* [The task] Quote each record exactly, please, leaving none out.

* [Data for processing]

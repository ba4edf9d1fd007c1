//! Type checking of runtime data against declared ports.
//!
//! Checks accumulate *every* mismatch using Stillwater's `Validation`
//! instead of stopping at the first one, so a body author sees all wrong
//! inputs in a single report.
//!
//! # Example
//!
//! ```rust
//! use statecraft::core::{DataPort, DataType};
//! use statecraft::validation::check_data;
//! use serde_json::json;
//! use std::collections::BTreeMap;
//!
//! let ports = vec![
//!     DataPort::new(1, "count", DataType::Int),
//!     DataPort::new(2, "label", DataType::String),
//! ];
//! let mut data = BTreeMap::new();
//! data.insert("count".to_string(), json!("three"));
//! data.insert("label".to_string(), json!(4));
//!
//! let violations = check_data(&ports, &data).unwrap_err();
//! assert_eq!(violations.len(), 2);
//! ```

use crate::core::{DataPort, DataType};
use serde_json::Value;
use std::collections::BTreeMap;
use stillwater::validation::Validation;
use stillwater::NonEmptyVec;
use thiserror::Error;

/// A single value that does not match its port's declared type.
#[derive(Debug, Clone, Error, PartialEq)]
#[error("port '{port}' expects {expected}, got {found}")]
pub struct TypeViolation {
    pub port: String,
    pub expected: DataType,
    pub found: String,
}

/// Accumulated result of a type check.
pub type TypeCheck = Validation<(), NonEmptyVec<TypeViolation>>;

/// Check one value against one port.
pub fn check_value(port: &DataPort, value: &Value) -> TypeCheck {
    if port.data_type.accepts(value) {
        Validation::success(())
    } else {
        Validation::fail(TypeViolation {
            port: port.name.clone(),
            expected: port.data_type,
            found: value.to_string(),
        })
    }
}

/// Validate every port that has a value in `data`, accumulating all
/// violations. Ports without a value are not checked.
pub fn validate_data<'a, I>(ports: I, data: &BTreeMap<String, Value>) -> TypeCheck
where
    I: IntoIterator<Item = &'a DataPort>,
{
    let checks: Vec<TypeCheck> = ports
        .into_iter()
        .filter_map(|port| data.get(&port.name).map(|value| check_value(port, value)))
        .collect();

    Validation::all_vec(checks).map(|_| ())
}

/// Like [`validate_data`] but flattened into a `Result`.
pub fn check_data<'a, I>(ports: I, data: &BTreeMap<String, Value>) -> Result<(), Vec<TypeViolation>>
where
    I: IntoIterator<Item = &'a DataPort>,
{
    match validate_data(ports, data) {
        Validation::Success(_) => Ok(()),
        Validation::Failure(errors) => Err(errors.iter().cloned().collect()),
    }
}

* [Answer area]
repository ba4edf9d1fd007c1
//! Type checking of runtime data against declared ports.
//!
//! Checks accumulate *every* mismatch using Stillwater's `Validation`
//! instead of stopping at the first one, so a body author sees all wrong
//! inputs in a single report.
//!
//! # Example
//!
//! ```rust
//! use statecraft::core::{DataPort, DataType};
//! use statecraft::validation::check_data;
//! use serde_json::json;
//! use std::collections::BTreeMap;
//!
//! let ports = vec![
//!     DataPort::new(1, "count", DataType::Int),
//!     DataPort::new(2, "label", DataType::String),
//! ];
//! let mut data = BTreeMap::new();
//! data.insert("count".to_string(), json!("three"));
//! data.insert("label".to_string(), json!(4));
//!
//! let violations = check_data(&ports, &data).unwrap_err();
//! assert_eq!(violations.len(), 2);
//! ```

use crate::core::{DataPort, DataType};
use serde_json::Value;
use std::collections::BTreeMap;
use stillwater::validation::Validation;
use stillwater::NonEmptyVec;
use thiserror::Error;

/// A single value that does not match its port's declared type.
#[derive(Debug, Clone, Error, PartialEq)]
#[error("port '{port}' expects {expected}, got {found}")]
pub struct TypeViolation {
    pub port: String,
    pub expected: DataType,
    pub found: String,
}

/// Accumulated result of a type check.
pub type TypeCheck = Validation<(), NonEmptyVec<TypeViolation>>;

/// Check one value against one port.
pub fn check_value(port: &DataPort, value: &Value) -> TypeCheck {
    if port.data_type.accepts(value) {
        Validation::success(())
    } else {
        Validation::fail(TypeViolation {
            port: port.name.clone(),
            expected: port.data_type,
            found: value.to_string(),
        })
    }
}

/// Validate every port that has a value in `data`, accumulating all
/// violations. Ports without a value are not checked.
pub fn validate_data<'a, I>(ports: I, data: &BTreeMap<String, Value>) -> TypeCheck
where
    I: IntoIterator<Item = &'a DataPort>,
{
    let checks: Vec<TypeCheck> = ports
        .into_iter()
        .filter_map(|port| data.get(&port.name).map(|value| check_value(port, value)))
        .collect();

    Validation::all_vec(checks).map(|_| ())
}

/// Like [`validate_data`] but flattened into a `Result`.
pub fn check_data<'a, I>(ports: I, data: &BTreeMap<String, Value>) -> Result<(), Vec<TypeViolation>>
where
    I: IntoIterator<Item = &'a DataPort>,
{
    match validate_data(ports, data) {
        Validation::Success(_) => Ok(()),
        Validation::Failure(errors) => Err(errors.iter().cloned().collect()),
    }
}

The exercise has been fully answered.